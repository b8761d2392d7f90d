// ===============================
// src/recorder.rs
// ===============================
//
// JSONL recorder untuk event backtest (tick, fill, balance, snapshot):
// - append one JSON object per line
// - BufWriter, flushed every second and every 1000 events
// - parent directory is created when missing
//
use std::path::Path;
use tokio::{
    fs::{self, OpenOptions},
    io::{AsyncWriteExt, BufWriter},
    sync::mpsc,
    time::{interval, Duration, MissedTickBehavior},
};
use tracing::{error, info};

use crate::domain::Event;

const FLUSH_EVERY_N_EVENTS: u32 = 1000;

async fn open_writer(path: &str) -> std::io::Result<BufWriter<fs::File>> {
    if let Some(parent) = Path::new(path).parent() {
        if !parent.as_os_str().is_empty() {
            fs::create_dir_all(parent).await?;
        }
    }
    let file = OpenOptions::new().create(true).append(true).open(path).await?;
    Ok(BufWriter::new(file))
}

pub async fn run(mut rx: mpsc::Receiver<Event>, path: String) {
    let mut writer = match open_writer(&path).await {
        Ok(w) => w,
        Err(e) => {
            error!(?e, %path, "recorder: open failed, recording disabled");
            // drain supaya pengirim tidak tertahan
            while rx.recv().await.is_some() {}
            return;
        }
    };
    info!(%path, "recorder: started");

    let mut tick = interval(Duration::from_secs(1));
    tick.set_missed_tick_behavior(MissedTickBehavior::Delay);
    let mut since_last_flush: u32 = 0;

    loop {
        tokio::select! {
            maybe_ev = rx.recv() => {
                let Some(ev) = maybe_ev else {
                    let _ = writer.flush().await;
                    info!("recorder: channel closed, stopped");
                    break;
                };
                let mut line = match serde_json::to_vec(&ev) {
                    Ok(bs) => bs,
                    Err(e) => {
                        error!(?e, "recorder: serialize error, skip event");
                        continue;
                    }
                };
                line.push(b'\n');
                if let Err(e) = writer.write_all(&line).await {
                    error!(?e, "recorder: write failed, drop event");
                    continue;
                }
                since_last_flush += 1;
                if since_last_flush >= FLUSH_EVERY_N_EVENTS {
                    let _ = writer.flush().await;
                    since_last_flush = 0;
                }
            }
            _ = tick.tick() => {
                let _ = writer.flush().await;
                since_last_flush = 0;
            }
        }
    }
}
// ===============================
// src/lib.rs
// ===============================
//
// exch_backtest: matching core of a spot exchange backtester.
// Ticks are matched against price-time sorted resting orders, fills move
// free/locked balances, and a balance service snapshots net worth once
// per simulated day.
//
pub mod asset;
pub mod balance_service;
pub mod clock;
pub mod config;
pub mod domain;
pub mod feed;
pub mod matching;
pub mod metrics;
pub mod order;
pub mod order_list;
pub mod pubsub;
pub mod recorder;
pub mod replay;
_ _ _ _ _
*What to work on*. Gather up the lines containing the word "time" from these records and copy them.

*The completed task*.
    time::{interval, Duration, MissedTickBehavior},
// Ticks are matched against price-time sorted resting orders, fills move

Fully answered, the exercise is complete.